Chernobyl and Our World-Casino Economy: Their Shared Mathematics of Destruction

In November both the American and Canadian election campaigns were run on the assertion that an unprecedented level of prosperity and budgetary surpluses had been achieved. Only when the American balloting was finally disposed of, did the disturbing truth burst into the media: the boasted New Economy was in tatters. Its glories had been based on an unprecedented burden of debt that has begun backing up like neglected plumbing.

Almost at the same time, 14 years after the nuclear meltdown of the Chernobyl re­actors in the Ukraine, the final reactor was finally shut down. And the world press carried a resume of its staggering costs: a fifth of the entire territory of the Ukraine was so heavily poisoned with radiation that it will be unsuited for human life or agriculture for countless centuries. The radiation released was 500 times that of Hiroshima. The wretched hospital system of the Ukraine is clogged with the resulting cancer patients and the deformed children. The lethal clouds covered a good part of Europe. For years the reactors known to be deadly were kept working because the mouse-poor country needed their power output, no matter at what human price. The grieving over the shutdown of the final reactor was as much for the irreplaceable jobs as for the loss of life.

Such catastrophe in the heart of Europe can only be compared with the condition of sub-Saharan Africa. There is the same spread of disease from AIDS to the revival of tuberculosis Average life-spans are dropping precipitously and child mortality is rising. Population is declining. Two areas that historically provided the slaves (as in “Slays”) for much of Europe and the Americas are now threatened with the being left un-peopled.

Cities have been abandoned to moulder and fall apart. Africa, the Ukraine and Belarus are the ultimate indictment of enthroned greed.

There is a reason for the similarity of results in the two areas. The Chernobyl reac­tor and New Economy of which Africa is the principal victim are based on the same exponential mathematics, the significance of which still has to be grasped by economists. Forget about models where the compounding takes place at fixed interest rates. In exponential development the rate of growth must increase to match the value already attained by the function itself. By extension the rate of growth of the rate of growth, and all derivatives to infinity do likewise. (The common mathematics of our New Economy and nuclear physics is attested by the use of the spreading importance of he term “derivatives” borrowed from mathematics and physics by high finance little more than a decade ago.)

All this is by-product of a society where the enhancement of shareholder equity is the priority to which, as wheat to the scythe, everything else bows, Not even the rules of accountancy are exempted. The future is cut up and appropriated as were the commons in early sixteenth century England to serve as deer-parks. The 16th century—the “Age of Plunder—moved from the enclosure of the commons, to the privatizing of the pillage of the monasteries,” to the piracy on the seas by which much of Spaniards’ loot from their conquests ended up in England. In the process no stock can fall short of the exponential curve built into such a model without paying a ruinous penalty. But do stock-market jocks command the freshman maths to dig all this? They don’t have to. It is all incorporated in the graphs that usually accompany analyses in our financial press. When you see these graphs standing up vertically like a Viagra ad, you known that their alleged record has been exponential, and exponential it must continue. And if you have overlooked the exponential pattern on the way up, you now have plenty of opportunity to catch it on the way down. These days it is not unusual for outstanding high-tech shares to lose more than half their market evaluation in a matter of weeks. And each time this happens money which today is exclusively credit is destroyed throughout the economy.

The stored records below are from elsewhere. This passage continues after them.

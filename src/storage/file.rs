// SPDX-License-Identifier: MIT
// Copyright 2026 Roland Dreier <roland@rolandd.dev>

//! JSON-file backed persistent store.
//!
//! The whole map is rewritten on every mutation, and a change is visible to
//! readers only once the file write succeeded. A missing or corrupt file
//! loads as empty, which the auth module reads as "no session".
//!
//! The file is a few hundred bytes, so writes stay synchronous.

use super::KeyValueStore;
use crate::error::{AppError, Result};
use std::collections::BTreeMap;
use std::fs;
use std::path::{Path, PathBuf};
use std::sync::{Mutex, MutexGuard};

pub struct FileStore {
    path: PathBuf,
    entries: Mutex<BTreeMap<String, String>>,
}

impl FileStore {
    /// Open (or lazily create) the store at `path`.
    pub fn open<P: AsRef<Path>>(path: P) -> Self {
        let path = path.as_ref().to_path_buf();
        let entries = match fs::read_to_string(&path) {
            Ok(raw) => serde_json::from_str(&raw).unwrap_or_else(|e| {
                tracing::warn!(path = %path.display(), error = %e, "Discarding corrupt session store");
                BTreeMap::new()
            }),
            Err(_) => BTreeMap::new(),
        };

        Self {
            path,
            entries: Mutex::new(entries),
        }
    }

    fn lock(&self) -> Result<MutexGuard<'_, BTreeMap<String, String>>> {
        self.entries
            .lock()
            .map_err(|_| AppError::Storage("session store lock poisoned".to_string()))
    }

    /// Apply `f` to a copy, persist it, and only then make it visible.
    fn mutate(&self, f: impl FnOnce(&mut BTreeMap<String, String>)) -> Result<()> {
        let mut entries = self.lock()?;
        let mut next = entries.clone();
        f(&mut next);

        self.persist(&next)?;
        *entries = next;
        Ok(())
    }

    fn persist(&self, entries: &BTreeMap<String, String>) -> Result<()> {
        let raw =
            serde_json::to_string_pretty(entries).map_err(|e| AppError::Storage(e.to_string()))?;
        if let Some(parent) = self.path.parent().filter(|p| !p.as_os_str().is_empty()) {
            fs::create_dir_all(parent).map_err(|e| AppError::Storage(e.to_string()))?;
        }
        fs::write(&self.path, raw).map_err(|e| AppError::Storage(e.to_string()))
    }
}

impl KeyValueStore for FileStore {
    fn get(&self, key: &str) -> Option<String> {
        self.entries.lock().ok()?.get(key).cloned()
    }

    fn set(&self, key: &str, value: &str) -> Result<()> {
        self.mutate(|entries| {
            entries.insert(key.to_string(), value.to_string());
        })
    }

    fn remove(&self, key: &str) -> Result<()> {
        self.mutate(|entries| {
            entries.remove(key);
        })
    }

    /// Drops the keys from memory even if the file cannot be rewritten, so
    /// an ended session stays ended for this process.
    fn remove_all(&self, keys: &[&str]) -> Result<()> {
        let mut entries = self.lock()?;
        for key in keys {
            entries.remove(*key);
        }
        self.persist(&entries)
    }
}

#[cfg(test)]
mod tests {
    use super::*;
    use crate::storage::keys;

    #[test]
    fn survives_reopen() {
        let dir = tempfile::tempdir().unwrap();
        let path = dir.path().join("session.json");

        let store = FileStore::open(&path);
        store.set(keys::ACCESS_TOKEN, "token-1").unwrap();
        store.set(keys::TOKEN_EXPIRY, "1700000000000").unwrap();
        drop(store);

        let reopened = FileStore::open(&path);
        assert_eq!(reopened.get(keys::ACCESS_TOKEN).as_deref(), Some("token-1"));

        reopened.remove(keys::ACCESS_TOKEN).unwrap();
        assert!(FileStore::open(&path).get(keys::ACCESS_TOKEN).is_none());
    }

    #[test]
    fn corrupt_file_loads_empty() {
        let dir = tempfile::tempdir().unwrap();
        let path = dir.path().join("session.json");
        fs::write(&path, "{not json").unwrap();

        let store = FileStore::open(&path);
        assert!(store.get(keys::ACCESS_TOKEN).is_none());
        store.set(keys::ACCESS_TOKEN, "fresh").unwrap();
        assert_eq!(store.get(keys::ACCESS_TOKEN).as_deref(), Some("fresh"));
    }

    #[test]
    fn failed_write_leaves_entries_unchanged() {
        let dir = tempfile::tempdir().unwrap();
        let path = dir.path().join("session.json");
        let store = FileStore::open(&path);
        store.set(keys::ACCESS_TOKEN, "token-1").unwrap();

        // A directory in place of the file makes every write fail.
        fs::remove_file(&path).unwrap();
        fs::create_dir(&path).unwrap();

        assert!(store.set(keys::ACCESS_TOKEN, "token-2").is_err());
        assert_eq!(store.get(keys::ACCESS_TOKEN).as_deref(), Some("token-1"));
        assert!(store.remove(keys::ACCESS_TOKEN).is_err());
        assert_eq!(store.get(keys::ACCESS_TOKEN).as_deref(), Some("token-1"));
    }

    #[test]
    fn remove_all_clears_memory_when_write_fails() {
        let dir = tempfile::tempdir().unwrap();
        let path = dir.path().join("session.json");
        let store = FileStore::open(&path);
        store.set(keys::ACCESS_TOKEN, "token-1").unwrap();
        store.set(keys::TOKEN_EXPIRY, "1700000000000").unwrap();

        fs::remove_file(&path).unwrap();
        fs::create_dir(&path).unwrap();

        assert!(store.remove_all(&keys::SESSION).is_err());
        for key in keys::SESSION {
            assert!(store.get(key).is_none());
        }
    }
}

The consequences are beyond the concerns that have suddenly taken over orthodox commentary about whether the cyclical “landing” of the economy will be “soft” or

“hard.” The fact is that the globalized, deregulated economy is without landing gear. And it has little to do with the traditional “cycle.” The financial institutions of most of the world are immobilised with capital losses reaching as far back as the seventies. Those cycles are flatter than a Firestone tire. To borrow from political lingo “there has been no closure”. The load of bad debt inherited from the financial crises has not been made good. It has merely been translated into ever more crushing debt taken over by governments, and the general public. The fractured societies of East Europe and Africa will not revert to where they were ten or twenty years ago on their own.

There is moreover an important sense in which the economics of the Western world are in worse shape than the Soviets were at the time when those Chernobyl reactors went berserk. The clean-up workers sent into what had become atomic furnaces were without protection and were clueless about the danger. But in the same Soviet Union there was a profession of physicists who could stand comparison with that of the West. It knew exactly what Chernobyl was about. That contrasts with the cluelessness of the officially recognised economics profession in the West. Most economists get their doctoral degree without a knowledge of Keynes or the relevance of the laws of freshman high-school algebra to the economy. That is why we are headed into what can be the greatest bout of deflation with central bankers who have taken vows never to mention “deflation,” with countries whose laws prevent them from incurring a deficit even in times of depression. The toll in human lives of that can easily outstrip that from the Chernobyl disaster.